Try it: Using the data below, find how many lines include the word "Option" and report that figure alone.

Records shown:
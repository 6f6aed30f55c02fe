//! SVG 拼装与写盘模块
//!
//! # 设计思路
//!
//! 把 `Document` 序列化为单个 SVG 文本：可选的黑色背景矩形在最底层，
//! 其后依次是 `red` / `green` / `blue` 三个分组，每组一条合并的 `<path>`。
//! SVG 按纯文本处理，不引入 DOM。
//!
//! # 实现思路
//!
//! - viewBox 以毫米为单位，坐标保留 4 位小数，输出完全确定。
//! - 三个分组始终输出；某通道没有线段时分组内不写 `<path>`。
//! - 写盘时自动创建父目录，失败统一映射为 `AppError::Write`。

use std::fmt::Write as _;
use std::fs;
use std::path::Path;

use crate::error::AppError;
use crate::render::{Channel, Document};

/// XML 文本转义。
pub fn escape(s: &str) -> String {
    let mut out = String::with_capacity(s.len());
    for ch in s.chars() {
        match ch {
            '&' => out.push_str("&amp;"),
            '<' => out.push_str("&lt;"),
            '>' => out.push_str("&gt;"),
            '"' => out.push_str("&quot;"),
            '\'' => out.push_str("&apos;"),
            other => out.push(other),
        }
    }
    out
}

/// 把文档序列化为 SVG 字符串。
pub fn render_svg(doc: &Document) -> String {
    let (view_width, view_height) = doc.view_box();
    let mut lines: Vec<String> = Vec::with_capacity(16);

    lines.push(r#"<?xml version="1.0" encoding="UTF-8"?>"#.to_string());
    lines.push(format!(
        r#"<svg xmlns="http://www.w3.org/2000/svg" width="{:.3}mm" height="{:.3}mm" viewBox="0 0 {:.6} {:.6}">"#,
        doc.width_mm, doc.height_mm, view_width, view_height
    ));
    lines.push(format!("<title>{} CRT raster RGB</title>", escape(&doc.title)));

    if doc.background {
        lines.push(format!(
            r#"<rect x="0" y="0" width="{:.6}" height="{:.6}" fill="black"/>"#,
            view_width, view_height
        ));
    }

    let common = format!(
        r#"fill="none" stroke-linecap="round" stroke-width="{:.3}""#,
        doc.stroke_width_units()
    );

    for channel in Channel::ALL {
        lines.push(format!(
            r#"<g id="{}" {} stroke="{}">"#,
            channel.id(),
            common,
            channel.stroke()
        ));
        let segments = doc.segments(channel);
        if !segments.is_empty() {
            lines.push(format!(r#"  <path d="{}"/>"#, path_data(doc, channel)));
        }
        lines.push("</g>".to_string());
    }

    lines.push("</svg>".to_string());
    lines.join("\n")
}

/// 单个通道的 path `d` 属性：每段一个 `M x y L x y`。
fn path_data(doc: &Document, channel: Channel) -> String {
    let segments = doc.segments(channel);
    let mut d = String::with_capacity(segments.len() * 40);
    for (i, segment) in segments.iter().enumerate() {
        if i > 0 {
            d.push(' ');
        }
        // 写入 String 不会失败
        let _ = write!(
            d,
            "M {:.4} {:.4} L {:.4} {:.4}",
            segment.x, segment.y_start, segment.x, segment.y_end
        );
    }
    d
}

/// 写出 SVG 文本，必要时创建父目录。
pub fn write_svg(path: &Path, contents: &str) -> Result<(), AppError> {
    let to_write_error = |e: std::io::Error| AppError::Write {
        path: path.to_path_buf(),
        message: e.to_string(),
    };

    if let Some(parent) = path.parent().filter(|p| !p.as_os_str().is_empty()) {
        if !parent.exists() {
            fs::create_dir_all(parent).map_err(to_write_error)?;
        }
    }

    fs::write(path, contents).map_err(to_write_error)?;
    log::debug!("💾 已写入 SVG - {} ({} bytes)", path.display(), contents.len());
    Ok(())
}
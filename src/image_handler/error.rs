//! # 错误模型模块
//!
//! ## 设计思路
//!
//! 使用单一错误枚举承载"加载 → 解码 → 降采样"链路中的所有错误来源，避免字符串拼接式错误处理。
//! 通过 `thiserror` 保持人类可读错误，同时让调用侧可按分支匹配。

/// 图片处理统一错误类型。
///
/// 该类型会在批处理层被上转为 `AppError`，最终写入 `BatchReport`。
#[derive(Debug, thiserror::Error)]
pub enum ImageError {
    /// 输入不是有效图片：空文件、无法识别的文件头、损坏或截断的数据。
    #[error("解码错误：{0}")]
    Decode(String),

    /// 处理参数非法（尺寸上限为 0、未知的重采样档位等），与输入文件无关。
    #[error("格式错误：{0}")]
    InvalidFormat(String),

    #[error("文件错误：{0}")]
    FileSystem(String),

    #[error("资源限制：{0}")]
    ResourceLimit(String),
}

//! Fuzzermon Core Library
//!
//! This library provides the core functionality for collecting fuzz-test
//! results:
//! - Batch document parsing and entity resolution
//! - Transactional storage in SQLite
//! - Dashboard queries and session display preferences
//! - The HTTP service and its metrics
//!
//! The binary entry point is in `main.rs`.

pub mod batch;
pub mod config;
pub mod exit_codes;
pub mod ingest;
pub mod logging;
pub mod query;
pub mod server;
pub mod session;
pub mod store;

pub use batch::{parse_batch, Batch, BatchEntry, EntryKind};
pub use ingest::{ingest, run_ingest, IngestFailure, IngestReport};
pub use store::Store;
impl Worker {
    fn serve(&mut self, http: &tiny_http::Server, shutdown: &AtomicBool) {
        loop {
            if shutdown.load(Ordering::SeqCst) {
                break;
            }

            // Accept with timeout so we can check shutdown flag
            let request = match http.recv_timeout(RECV_TIMEOUT) {
                Ok(Some(req)) => req,
                Ok(None) => continue,
                Err(e) => {
                    if !shutdown.load(Ordering::SeqCst) {
                        error!(error = %e, "accept error");
                    }
                    break;
                }
            };

            self.respond(request);
        }
    }

    fn respond(&mut self, mut request: tiny_http::Request) {
        let (path, query) = split_url(request.url());
        let (path, query) = (path.to_string(), query.to_string());
        let route = Route::parse(
            request.method(),
            &path,
            self.settings.metrics_path.as_deref(),
        );
        debug!(method = %request.method(), url = %request.url(), route = route.label(), "request");

        let mut set_cookie = None;
        let reply = match &route {
            Route::UploadBatch => self.upload(&mut request),
            Route::Archs => self.query_reply(|conn| query::arch_overview(conn).map(Some)),
            Route::Arch(id) => {
                let sort = OpcodeSort::parse_lenient(query_param(&query, "sort"));
                let dir = SortDir::parse_lenient(query_param(&query, "dir"));
                self.query_reply(|conn| query::arch_view(conn, *id, sort, dir))
            }
            Route::Opcode(id) => {
                let session = self.session(&request, &mut set_cookie);
                let mode = resolve_display_mode(
                    self.sessions.as_ref(),
                    &session,
                    query_param(&query, "numeric_display"),
                );
                self.query_reply(|conn| query::opcode_view(conn, *id, mode))
            }
            Route::Failure(id) => {
                let session = self.session(&request, &mut set_cookie);
                let mode = resolve_display_mode(
                    self.sessions.as_ref(),
                    &session,
                    query_param(&query, "numeric_display"),
                );
                self.query_reply(|conn| {
                    query::get_failure(conn, *id)
                        .map(|found| found.map(|detail| WithDisplay::new(detail, mode)))
                })
            }
            Route::SignalError(id) => {
                let session = self.session(&request, &mut set_cookie);
                let mode = resolve_display_mode(
                    self.sessions.as_ref(),
                    &session,
                    query_param(&query, "numeric_display"),
                );
                self.query_reply(|conn| {
                    query::get_signal_error(conn, *id)
                        .map(|found| found.map(|detail| WithDisplay::new(detail, mode)))
                })
            }
            Route::Health => Reply::json(200, &serde_json::json!({ "status": "ok" })),
            Route::Metrics => self.render_metrics(),
            Route::MethodNotAllowed { .. } => Reply::error(405, "method not allowed"),
            Route::NotFound => Reply::error(404, "not found"),
        };

        if let Some(metrics) = &self.metrics {
            metrics.record_request(route.label(), reply.status);
        }

        let mut response =
            tiny_http::Response::from_string(reply.body).with_status_code(reply.status);
        let mut headers = vec![header("Content-Type", reply.content_type)];
        if let Route::MethodNotAllowed { allowed } = route {
            headers.push(header("Allow", allowed));
        }
        if let Some(cookie) = &set_cookie {
            headers.push(header("Set-Cookie", cookie));
        }
        for h in headers.into_iter().flatten() {
            response.add_header(h);
        }
        if let Err(e) = request.respond(response) {
            warn!(error = %e, "failed to send response");
        }
    }

    fn upload(&mut self, request: &mut tiny_http::Request) -> Reply {
        let started = Instant::now();
        let limit = self.settings.max_body_bytes;

        let declared = request.body_length().map(|n| n as u64);
        let body = match declared {
            Some(n) if n > limit => None,
            _ => {
                let mut body = Vec::new();
                match request
                    .as_reader()
                    .take(limit.saturating_add(1))
                    .read_to_end(&mut body)
                {
                    Ok(_) if body.len() as u64 > limit => None,
                    Ok(_) => Some(body),
                    Err(e) => {
                        warn!(
                            event = event_names::REQUEST_FAILED,
                            stage = %Stage::Received,
                            error = %e,
                            "failed to read upload body"
                        );
                        let err = IngestError::MalformedDocument("request body could not be read".into());
                        return self.rejected_before_ingest(&err);
                    }
                }
            }
        };

        let Some(body) = body else {
            let err = IngestError::invalid_value(
                "body",
                format!("request body exceeds {} bytes", limit),
            );
            warn!(
                event = event_names::INGEST_FAILED,
                stage = %Stage::Received,
                limit,
                "upload rejected: body too large"
            );
            return self.rejected_before_ingest(&err);
        };

        let outcome = match run_ingest(&mut self.store, &body) {
            Ok(report) => {
                if let Some(metrics) = &self.metrics {
                    metrics.record_committed(&report, started.elapsed().as_secs_f64());
                }
                IngestOutcome::Success
            }
            Err(failure) => {
                if let Some(metrics) = &self.metrics {
                    metrics.record_rejected(&failure, started.elapsed().as_secs_f64());
                }
                failure.outcome()
            }
        };
        Reply::json(200, &outcome)
    }

    fn rejected_before_ingest(&self, err: &IngestError) -> Reply {
        if let Some(metrics) = &self.metrics {
            metrics.record_rejected_category(err.failure_category().as_str());
        }
        Reply::json(200, &IngestOutcome::from(err))
    }

    fn query_reply<T, F>(&self, run: F) -> Reply
    where
        T: Serialize,
        F: FnOnce(&rusqlite::Connection) -> crate::store::Result<Option<T>>,
    {
        match run(self.store.connection()) {
            Ok(Some(value)) => Reply::json(200, &value),
            Ok(None) => Reply::error(404, "not found"),
            Err(e) => {
                warn!(
                    event = event_names::REQUEST_FAILED,
                    stage = %Stage::Query,
                    error = %e,
                    "dashboard query failed"
                );
                Reply::error(500, "query failed")
            }
        }
    }

    fn render_metrics(&self) -> Reply {
        let Some(metrics) = &self.metrics else {
            return Reply::error(404, "not found");
        };
        match metrics.render() {
            Ok(body) => Reply::text(200, "text/plain; version=0.0.4; charset=utf-8", body),
            Err(e) => {
                error!(error = %e, "failed to render metrics");
                Reply::error(500, "failed to render metrics")
            }
        }
    }

    /// The request's session, minting one (and a cookie) when absent.
    fn session(&self, request: &tiny_http::Request, set_cookie: &mut Option<String>) -> SessionId {
        let cookie_header = request
            .headers()
            .iter()
            .find(|h| h.field.equiv("Cookie"))
            .map(|h| h.value.as_str());
        match session_from_cookie(cookie_header, &self.settings.session_cookie) {
            Some(session) => session,
            None => {
                let session = SessionId::new();
                *set_cookie = Some(session_cookie(&self.settings.session_cookie, &session));
                session
            }
        }
    }
}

Answer for this exercise: 2